Chapitre 28 - Partie 3
Il se penche alors, sans prévenir, sans hésiter, sans demander, mais avec cette lenteur mesurée, presque cérémonielle, qui fait de chaque millimètre une attente insoutenable. Lorsque sa bouche atteint la mienne, c’est d’abord un souffle plus qu’un baiser, une pression si légère qu’elle pourrait s’effacer aussitôt, si je ne savais pas déjà que je vais y répondre. Mes doigts, avides, se faufilent contre sa nuque, l’attirant un peu plus contre moi, en ouvrant les lèvres avec ce besoin de le goûter.
Dans un mouvement lent, presque instinctif, je me redresse sur mes genoux, laisse mes jambes se replier de part et d’autre de ses hanches, et viens m’installer à califourchon sur lui, cherchant à me rapprocher encore, à réduire cette distance dérisoire qui nous sépare, à sentir tout son corps sous le mien. Il m’accueille sans un mot, ses mains remontent d’elles-mêmes sur mes cuisses, mes hanches, mes fesses nues, me pressent contre son sexe déjà dur, avec une fermeté qui m’électrise.
Nos gestes se précipitent, sans jamais perdre leur douceur — mes doigts glissent sur sa peau chaude, la parcourent à la recherche de cette tension que je devine sous sa respiration saccadée. Ses mains s'activent aussitôt, passionnées, sur mes flancs, mon dos, se faufilant sous le tissu qui me couvre encore, impatientes et précises.
Je sens la fraîcheur de l’air sur ma peau lorsque mon haut vole, quelque part entre les coussins, oublié sitôt qu’abandonné. La chaleur de ses bras se refermant autour de mon dos me consume, me donne envie de fondre en lui.
Ses mains s’attardent sur mon short, tâtonnent à la recherche de la ceinture de ficelle, un peu emmêlée. Je libère ses lèvres et m’incline en arrière pour lui faciliter la tâche, mais il plonge entre mes seins, sa bouche et sa langue caressant ma peau nue, sans cesser de lutter avec mon bas.
Je ferme les yeux, le corps et l’esprit tout entier vibrant sous ce contact à la fois tendre et enflammé. Il y a quelques jours encore, il se dérobait dès que je m’approchais trop, et maintenant, il se précipite vers moi, semble ne plus pouvoir se passer de mon contact.
Ses doigts triomphent de ma ceinture et je me redresse juste assez pour lui permettre de descendre le vêtement le long de mes cuisses.

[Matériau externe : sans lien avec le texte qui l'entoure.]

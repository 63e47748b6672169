use crate::error::{GvError, OauthError};
use crate::oauth_utils::OauthTokenResponse;
use crate::server::router::GvState;
use crate::zoho::ZohoOauthEndpoints;
use axum::{
    Json,
    extract::{Query, State},
    response::{IntoResponse, Redirect},
};
use axum_extra::extract::cookie::{Cookie, PrivateCookieJar, SameSite};
use oauth2::AuthorizationCode;
use serde::Deserialize;
use serde_json::json;
use time::Duration;
use tracing::{error, info};

const CSRF_COOKIE: &str = "zoho_oauth_csrf_token";

#[derive(Debug, Deserialize)]
pub struct AuthCallbackQuery {
    pub code: Option<String>,
    pub state: Option<String>,
    /// Set by Zoho when the user denies consent.
    pub error: Option<String>,
}

/// GET /zoho/auth
///
/// Starts the authorization-code flow and redirects the browser to Zoho's consent page.
pub async fn zoho_oauth_entry(
    State(state): State<GvState>,
    jar: PrivateCookieJar,
) -> Result<impl IntoResponse, GvError> {
    let (auth_url, csrf_token) =
        ZohoOauthEndpoints::build_authorize_url(&state.services.zoho_cfg)?;

    let jar = jar.add(build_cookie(
        CSRF_COOKIE,
        csrf_token.secret().to_string(),
        state.insecure_cookie,
    ));

    info!("Dispatching Zoho OAuth redirect to: {}", auth_url);
    Ok((jar, Redirect::temporary(auth_url.as_ref())).into_response())
}

/// GET /zoho/oauth/callback
pub async fn zoho_oauth_callback(
    State(state): State<GvState>,
    Query(query): Query<AuthCallbackQuery>,
    jar: PrivateCookieJar,
) -> impl IntoResponse {
    let csrf = jar.get(CSRF_COOKIE).map(|c| c.value().to_string());
    let jar = jar.remove(Cookie::from(CSRF_COOKIE));

    let result = async {
        let token_response = process_oauth_exchange(&state, &query, csrf).await?;
        state.services.tokens.store_authorization(&token_response).await
    }
    .await;

    match result {
        Ok(token_id) => {
            info!(token_id, "Zoho OAuth callback accepted");
            (
                jar,
                Json(json!({ "success": true, "token_id": token_id })),
            )
                .into_response()
        }
        Err(err) => {
            error!("Zoho OAuth failure: {:?}", err);
            (jar, err.into_response()).into_response()
        }
    }
}

async fn process_oauth_exchange(
    state: &GvState,
    query: &AuthCallbackQuery,
    csrf: Option<String>,
) -> Result<OauthTokenResponse, GvError> {
    if let Some(denied) = query.error.as_deref() {
        return Err(OauthError::flow("CONSENT_DENIED", format!("Zoho authorization denied: {denied}")).into());
    }
    let csrf_token = csrf.ok_or_else(|| {
        OauthError::flow("OAUTH_SESSION_MISSING", "Missing OAuth session cookie")
    })?;
    let (Some(code), Some(state_param)) = (query.code.as_deref(), query.state.as_deref()) else {
        return Err(OauthError::flow("MISSING_CODE", "Missing code or state parameter").into());
    };

    if state_param != csrf_token {
        return Err(OauthError::flow("CSRF_MISMATCH", "CSRF token mismatch").into());
    }

    let token_response = ZohoOauthEndpoints::exchange_authorization_code(
        &state.services.zoho_cfg,
        AuthorizationCode::new(code.to_string()),
        state.services.oauth_http.clone(),
    )
    .await
    .map_err(|e| {
        OauthError::flow("TOKEN_EXCHANGE_FAILED", format!("Token exchange failed: {e}"))
    })?;

    Ok(token_response)
}

fn build_cookie(name: &'static str, value: String, insecure: bool) -> Cookie<'static> {
    Cookie::build((name, value))
        .path("/")
        .http_only(true)
        .secure(!insecure)
        .same_site(SameSite::Lax)
        .max_age(Duration::minutes(15))
        .build()
}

Mes mains cherchent à leur tour la ceinture de son propre bas — il se soulève un peu, juste ce qu’il faut, et en quelques gestes fébriles, tout disparaît entre nous. Plus rien ne nous sépare, sinon cette tension vive, vibrante, qu’il ne reste qu’à suivre jusqu’au bout.
Je me frotte contre lui, pressée de nous unir, le guide à l’aveugle en moi et déjà son souffle change, plus court, plus rugueux. Mes hanches trouvent d’elles-mêmes un rythme lent, profond, comme une danse ancienne que nos corps ont déjà apprise, mais qu’ils réinventent chaque fois. Chaque mouvement enfonce plus profondément ce besoin de lui, ce besoin de nous.
Je me perds dans cette danse, dans ce balancement souple et affamé, où tout s’accorde : sa bouche qui cherche la mienne, ses mains qui me guident sans jamais m’entraver, son souffle qui s’accélère au rythme du mien. Je l’entends murmurer mon prénom entre deux soupirs, je le sens vibrer sous moi, tendu, offert, comme si lui aussi ne pouvait plus faire autrement.
Je me cambre un peu, change l’angle, le tempo, juste pour savourer ce feu qui monte, cette chaleur qui déborde, et là, quelque chose déraille. Zed grogne, agrippe mes hanches avec plus de force, ancré dans l’instant, happé par un instinct brut.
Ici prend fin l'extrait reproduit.